In 1992, after British Rail had closed the carriage sidings and undertaken required emergency repair work to the whole structure, the viaduct was donated to the Bluebell Railway Preservation Society. Further renovation was undertaken subsequently, including waterproofing the deck, brickwork repairs and repointing.

After reaching in 1994, the Bluebell Railway Society undertook renovation of the section to reconnect the line with East Grinstead. After negotiation with the council over sharing the costs of removing accumulated rubbish from Imberhorne cutting, the Society relaid track across the viaduct south to allow removal of the rubbish north via Network Rail, to be reburied in Oxfordshire.

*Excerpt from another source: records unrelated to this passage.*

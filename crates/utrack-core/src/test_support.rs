//! Instrumented doubles for the push transport and the status query.

use std::collections::VecDeque;
use std::sync::atomic::{AtomicU32, Ordering};
use std::sync::{Arc, Mutex};
use std::time::Duration;

use async_trait::async_trait;
use tokio::sync::mpsc;

use crate::job::{JobId, JobStatus};
use crate::notify::{
    ConnectError, NotificationConnection, NotificationTransport, PushMessage, SubscribeError,
};
use crate::poll::{PollQueryError, StatusQuery};

#[derive(Default)]
pub(crate) struct TransportCounters {
    pub connects: AtomicU32,
    pub subscribes: AtomicU32,
    pub unsubscribes: AtomicU32,
    pub closes: AtomicU32,
    /// One slot per connection; `None` once that connection is closed.
    senders: Mutex<Vec<Option<mpsc::UnboundedSender<PushMessage>>>>,
}

impl TransportCounters {
    pub fn get(counter: &AtomicU32) -> u32 {
        counter.load(Ordering::SeqCst)
    }
}

/// Transport double: optionally fails connect or subscribe, optionally delays
/// either handshake step, and lets the test push messages while connected.
#[derive(Clone, Default)]
pub(crate) struct FakeTransport {
    pub fail_connect: bool,
    pub fail_subscribe: bool,
    pub connect_delay: Option<Duration>,
    pub subscribe_delay: Option<Duration>,
    pub counters: Arc<TransportCounters>,
}

impl FakeTransport {
    pub fn failing_connect() -> Self {
        Self {
            fail_connect: true,
            ..Self::default()
        }
    }

    /// Deliver a message to every live connection, as a multiplexed server
    /// would. False if nothing was delivered.
    pub fn push(&self, message: PushMessage) -> bool {
        let senders = self.counters.senders.lock().unwrap();
        let mut delivered = false;
        for tx in senders.iter().flatten() {
            delivered |= tx.send(message.clone()).is_ok();
        }
        delivered
    }

    pub fn connects(&self) -> u32 {
        TransportCounters::get(&self.counters.connects)
    }

    pub fn subscribes(&self) -> u32 {
        TransportCounters::get(&self.counters.subscribes)
    }

    pub fn unsubscribes(&self) -> u32 {
        TransportCounters::get(&self.counters.unsubscribes)
    }

    pub fn closes(&self) -> u32 {
        TransportCounters::get(&self.counters.closes)
    }
}

#[async_trait]
impl NotificationTransport for FakeTransport {
    async fn connect(
        &self,
        _address: &str,
        events: mpsc::UnboundedSender<PushMessage>,
    ) -> Result<Box<dyn NotificationConnection>, ConnectError> {
        self.counters.connects.fetch_add(1, Ordering::SeqCst);
        if let Some(delay) = self.connect_delay {
            tokio::time::sleep(delay).await;
        }
        if self.fail_connect {
            return Err(ConnectError::Unreachable(std::io::Error::new(
                std::io::ErrorKind::ConnectionRefused,
                "refused",
            )));
        }
        let slot = {
            let mut senders = self.counters.senders.lock().unwrap();
            senders.push(Some(events));
            senders.len() - 1
        };
        Ok(Box::new(FakeConnection {
            fail_subscribe: self.fail_subscribe,
            subscribe_delay: self.subscribe_delay,
            slot,
            counters: Arc::clone(&self.counters),
        }))
    }
}

struct FakeConnection {
    fail_subscribe: bool,
    subscribe_delay: Option<Duration>,
    slot: usize,
    counters: Arc<TransportCounters>,
}

#[async_trait]
impl NotificationConnection for FakeConnection {
    async fn subscribe(&self, _group: &str) -> Result<(), SubscribeError> {
        if let Some(delay) = self.subscribe_delay {
            tokio::time::sleep(delay).await;
        }
        if self.fail_subscribe {
            return Err(SubscribeError::Closed);
        }
        self.counters.subscribes.fetch_add(1, Ordering::SeqCst);
        Ok(())
    }

    async fn unsubscribe(&self, _group: &str) -> Result<(), SubscribeError> {
        self.counters.unsubscribes.fetch_add(1, Ordering::SeqCst);
        Ok(())
    }

    async fn close(&self) {
        self.counters.closes.fetch_add(1, Ordering::SeqCst);
        self.counters.senders.lock().unwrap()[self.slot].take();
    }
}

/// Replays scripted results, then repeats `fallback` forever.
pub(crate) struct ScriptedQuery {
    script: Mutex<VecDeque<Result<JobStatus, PollQueryError>>>,
    fallback: JobStatus,
    calls: AtomicU32,
}

impl ScriptedQuery {
    pub fn new(script: Vec<Result<JobStatus, PollQueryError>>, fallback: JobStatus) -> Arc<Self> {
        Arc::new(Self {
            script: Mutex::new(script.into()),
            fallback,
            calls: AtomicU32::new(0),
        })
    }

    pub fn pending() -> Arc<Self> {
        Self::new(Vec::new(), JobStatus::Pending)
    }

    pub fn calls(&self) -> u32 {
        self.calls.load(Ordering::SeqCst)
    }
}

#[async_trait]
impl StatusQuery for ScriptedQuery {
    async fn query(&self, _job_id: &JobId) -> Result<JobStatus, PollQueryError> {
        self.calls.fetch_add(1, Ordering::SeqCst);
        self.script
            .lock()
            .unwrap()
            .pop_front()
            .unwrap_or_else(|| Ok(self.fallback.clone()))
    }
}
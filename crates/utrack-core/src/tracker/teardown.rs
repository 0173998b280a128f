//! Session teardown: waits for the shutdown token, then releases both channels.

use tokio::task::JoinHandle;
use tokio_util::sync::CancellationToken;

use crate::job::JobId;
use crate::notify::NotificationClient;
use crate::poll::PollHandle;

/// Runs once per session. `torn_down` is cancelled when both the poll task
/// and the push subscription are released (also if this task panics).
pub(super) async fn run(
    job_id: JobId,
    shutdown: CancellationToken,
    poll: PollHandle,
    push: JoinHandle<NotificationClient>,
    torn_down: CancellationToken,
) {
    let _done = torn_down.drop_guard();
    shutdown.cancelled().await;

    let summary = poll.stop().await;

    // The handshake watches `shutdown` itself and returns promptly; any
    // connection it made comes back inside the client.
    match push.await {
        Ok(client) => client.shutdown().await,
        Err(e) => tracing::warn!(job_id = %job_id, "push task join: {}", e),
    }

    tracing::debug!(job_id = %job_id, poll = ?summary, "session torn down");
}
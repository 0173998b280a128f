//! Job status query over HTTP (libcurl).

use std::time::Duration;

use async_trait::async_trait;
use url::Url;

use crate::job::{JobId, JobStatus};

use super::error::PollQueryError;
use super::response::StatusResponse;
use super::StatusQuery;

/// `GET <base>/<job id>` returning a JSON `StatusResponse`.
#[derive(Debug, Clone)]
pub struct HttpStatusQuery {
    base: Url,
    connect_timeout: Duration,
    timeout: Duration,
}

impl HttpStatusQuery {
    pub fn new(base: Url, connect_timeout: Duration, timeout: Duration) -> Self {
        Self {
            base,
            connect_timeout,
            timeout,
        }
    }

    /// Status URL for one job; the id is percent-encoded as a single path segment.
    pub fn status_url(&self, job_id: &JobId) -> Result<Url, PollQueryError> {
        let mut url = self.base.clone();
        url.path_segments_mut()
            .map_err(|_| PollQueryError::Malformed(format!("base URL cannot carry a path: {}", self.base)))?
            .pop_if_empty()
            .push(job_id.as_str());
        Ok(url)
    }

    /// Blocking fetch; call from `spawn_blocking` when used from async code.
    pub fn fetch(&self, job_id: &JobId) -> Result<StatusResponse, PollQueryError> {
        let url = self.status_url(job_id)?;
        let mut body: Vec<u8> = Vec::new();

        let mut easy = curl::easy::Easy::new();
        easy.url(url.as_str())?;
        easy.get(true)?;
        easy.follow_location(true)?;
        easy.connect_timeout(self.connect_timeout)?;
        easy.timeout(self.timeout)?;

        let mut list = curl::easy::List::new();
        list.append("Accept: application/json")?;
        easy.http_headers(list)?;

        {
            let mut transfer = easy.transfer();
            transfer.write_function(|data| {
                body.extend_from_slice(data);
                Ok(data.len())
            })?;
            transfer.perform()?;
        }

        let code = easy.response_code()?;
        if !(200..300).contains(&code) {
            return Err(PollQueryError::Http(code));
        }

        StatusResponse::from_slice(&body)
    }
}

#[async_trait]
impl StatusQuery for HttpStatusQuery {
    async fn query(&self, job_id: &JobId) -> Result<JobStatus, PollQueryError> {
        let this = self.clone();
        let id = job_id.clone();
        let response = tokio::task::spawn_blocking(move || this.fetch(&id))
            .await
            .map_err(|e| PollQueryError::Transport {
                message: format!("status query task join: {}", e),
                timed_out: false,
            })??;
        response.into_status()
    }
}
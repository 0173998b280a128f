//! Job tracker facade.
//!
//! `start_tracking` wires one session: a reconciler, a poll scheduler that
//! starts immediately, a push connect + subscribe running concurrently in its
//! own task, and a teardown task that releases both once the reconciler's
//! shutdown token fires (terminal status or cancel).

mod session;
mod teardown;

use std::sync::Arc;

use tracing::Instrument;

use crate::job::{EventSink, UploadJob};
use crate::logging::session_span;
use crate::notify::{NotificationClient, NotificationTransport};
use crate::poll::{self, PollSettings, StatusQuery};
use crate::reconcile::{Reconciler, SessionObserver};

pub use session::TrackerSession;

/// Shared entry point for every upload flow (media and documents alike).
#[derive(Clone)]
pub struct JobTracker {
    transport: Arc<dyn NotificationTransport>,
    query: Arc<dyn StatusQuery>,
    poll: PollSettings,
}

impl JobTracker {
    pub fn new(
        transport: Arc<dyn NotificationTransport>,
        query: Arc<dyn StatusQuery>,
        poll: PollSettings,
    ) -> Self {
        Self {
            transport,
            query,
            poll,
        }
    }

    pub fn poll_settings(&self) -> PollSettings {
        self.poll
    }

    /// Begin tracking a submitted job. Must be called from within a tokio runtime.
    pub fn start_tracking(
        &self,
        job: UploadJob,
        observers: Vec<Arc<dyn SessionObserver>>,
    ) -> TrackerSession {
        let job_id = job.job_id().clone();
        let reconciler = Arc::new(Reconciler::new(job_id.clone(), observers));
        let shutdown = reconciler.shutdown_token().clone();
        let sink: Arc<dyn EventSink> = reconciler.clone();
        let span = session_span(&job_id);
        let _entered = span.enter();

        tracing::info!(
            job_id = %job_id,
            channel = job.channel_address(),
            interval_ms = self.poll.interval.as_millis() as u64,
            max_attempts = self.poll.max_attempts,
            "tracking started"
        );

        let poll = poll::start(
            job_id.clone(),
            self.poll,
            Arc::clone(&self.query),
            Arc::clone(&sink),
            &shutdown,
        );

        let push = tokio::spawn({
            let transport = Arc::clone(&self.transport);
            let address = job.channel_address().to_string();
            let job_id = job_id.clone();
            let shutdown = shutdown.clone();
            async move {
                NotificationClient::open(transport.as_ref(), &address, job_id, sink, &shutdown).await
            }
            .in_current_span()
        });

        let torn_down = tokio_util::sync::CancellationToken::new();
        tokio::spawn(
            teardown::run(job_id, shutdown, poll, push, torn_down.clone()).in_current_span(),
        );

        TrackerSession::new(job, reconciler, torn_down)
    }
}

On 7 March 2013 the Bluebell Railway was reconnected with East Grinstead and the viaduct is now in regular use for passenger trains. The first scheduled service ran across the viaduct on 23 March 2013, following 55 years of disuse.

== Television appearance ==
Imberhorne Viaduct was used during the filming of the Foyle's War episode The Russian House. At the beginning of the episode, an escaped prisoner of war is running from the East Grinstead end of the viaduct. Once surrounded, he then leaps from the bridge.

The Viaduct appears in the Mercedes Benz Smart Forfour advert. The car-train hybrid is shown driving over the viaduct using the rail line, now owned by the Bluebell Railway.